The Alpha Magnetic Spectrometer is seen here at center left, following its installation on the S3 Truss on the International Space Station by the crew of the STS-134 space shuttle mission in 2011. The orbiting particle detector has been continuously collecting data ever since, on high-energy cosmic rays. Image Credit: NASA

The Alpha Magnetic Spectrometer is seen here at center left, following its installation on the S3 Truss on the International Space Station by the crew of the STS-134 space shuttle mission in 2011. The orbiting particle detector has been continuously collecting data ever since, on high-energy cosmic rays. Image Credit: NASA

Some of the biggest cosmic mysteries are shrouded in proverbial darkness. For instance, most of the Universe’s mass is unaccounted for: All of the stuff we can directly observe in the Universe with our telescopes amounts to only 4.6 percent of the latter’s mass content. The rest is just invisible and of a completely unknown nature. Scientists have been trying to figure out the nature of this “missing” cosmic mass for nearly a century, utilising various ground-, aerial-, and space-based instruments, like the Alpha Magnetic Spectrometer, or AMS-02, a particle physics detector which is mounted on the exterior of the International Space Station. Even though a recently published study that was based on new data by the AMS showcases the solid science that is being conducted on the orbiting laboratory, it nevertheless presents no firm evidence for the existence of dark matter yet.

The matter-energy content of the present-day Universe. Image Credit: NASA

The matter-energy content of the present-day Universe. Image Credit: NASA

“Dark matter” was introduced as a term by astronomers in the early 1930s to account for the strangeness of motions that they were observing inside other galaxies. While studying how stars and interstellar gas move within galaxies and galaxy clusters, astronomers soon realised that the velocities they were observing were too high for the structures of galaxies to remain stable. If all the matter being observed and accounted for was all there was, then galaxies should have flown apart—its contents should have been hurled into the intergalactic void.
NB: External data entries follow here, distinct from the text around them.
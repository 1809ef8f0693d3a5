use std::fs;
use std::path::Path;

/// Read a small required file, refusing anything over `max_bytes` so a
/// mis-pointed path cannot pull an arbitrarily large file into memory.
pub fn read_file_limited(
    path: &Path,
    max_bytes: u64,
    logical_name: &str,
) -> Result<Vec<u8>, String> {
    let meta = fs::metadata(path).map_err(|e| format!("{}: {e}", path.display()))?;
    if meta.len() > max_bytes {
        return Err(format!(
            "{logical_name} exceeds maximum size ({} bytes > {max_bytes} bytes): {}",
            meta.len(),
            path.display()
        ));
    }
    fs::read(path).map_err(|e| format!("{}: {e}", path.display()))
}

/// `read_file_limited` for UTF-8 text inputs such as the base64 public key.
pub fn read_text_file_limited(
    path: &Path,
    max_bytes: u64,
    logical_name: &str,
) -> Result<String, String> {
    let bytes = read_file_limited(path, max_bytes, logical_name)?;
    String::from_utf8(bytes)
        .map_err(|_| format!("{logical_name} is not UTF-8: {}", path.display()))
}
There either was something flawed with the current understanding of how gravity worked on cosmic scales, or there was something else whose gravity was holding galaxies together, something that was evading observations. Thus the term “dark matter” was born. According to some theoretical models, the particles that constitute dark matter are their own anti-particles, meaning that if they would meet and collide they would annihilate while producing a stream of secondary particles including positrons (the anti-matter counterpart of electrons) in the process. If this phenomenon is indeed taking place in the Universe, these byproducts of dark matter annihilation could be detected through the study of cosmic rays, the constant flow of high-energy radiation that permeates the Universe, coming from every direction of the sky.

Even though cosmic rays have been the object of extensive study ever since they were first discovered in the early 20th century, their exact origin still remains a mystery. They are mostly composed of hydrogen and helium nuclei, and they are believed to originate from such high-energy astrophysical phenomena in the Universe like supernova explosions, colliding black holes, rapidly spinning neutron stars, and gamma-ray bursts. Yet a tiny fraction of cosmic rays (about 0.01 percent) consists of anti-matter particles like positrons. Theoretical models predict that the annihilation of dark matter particles would, among other things, cause an excess of positrons that would have a specific spectrum which would be distinguishable from that of positrons originating from other well-known astrophysical sources like pulsars and supernovae. Determining the ratio of positrons to the combined flux of positrons and electrons in high-energy cosmic rays could allow researchers to determine their exact source and whether that involves well-known astrophysical processes or the long-sought-for and elusive dark matter.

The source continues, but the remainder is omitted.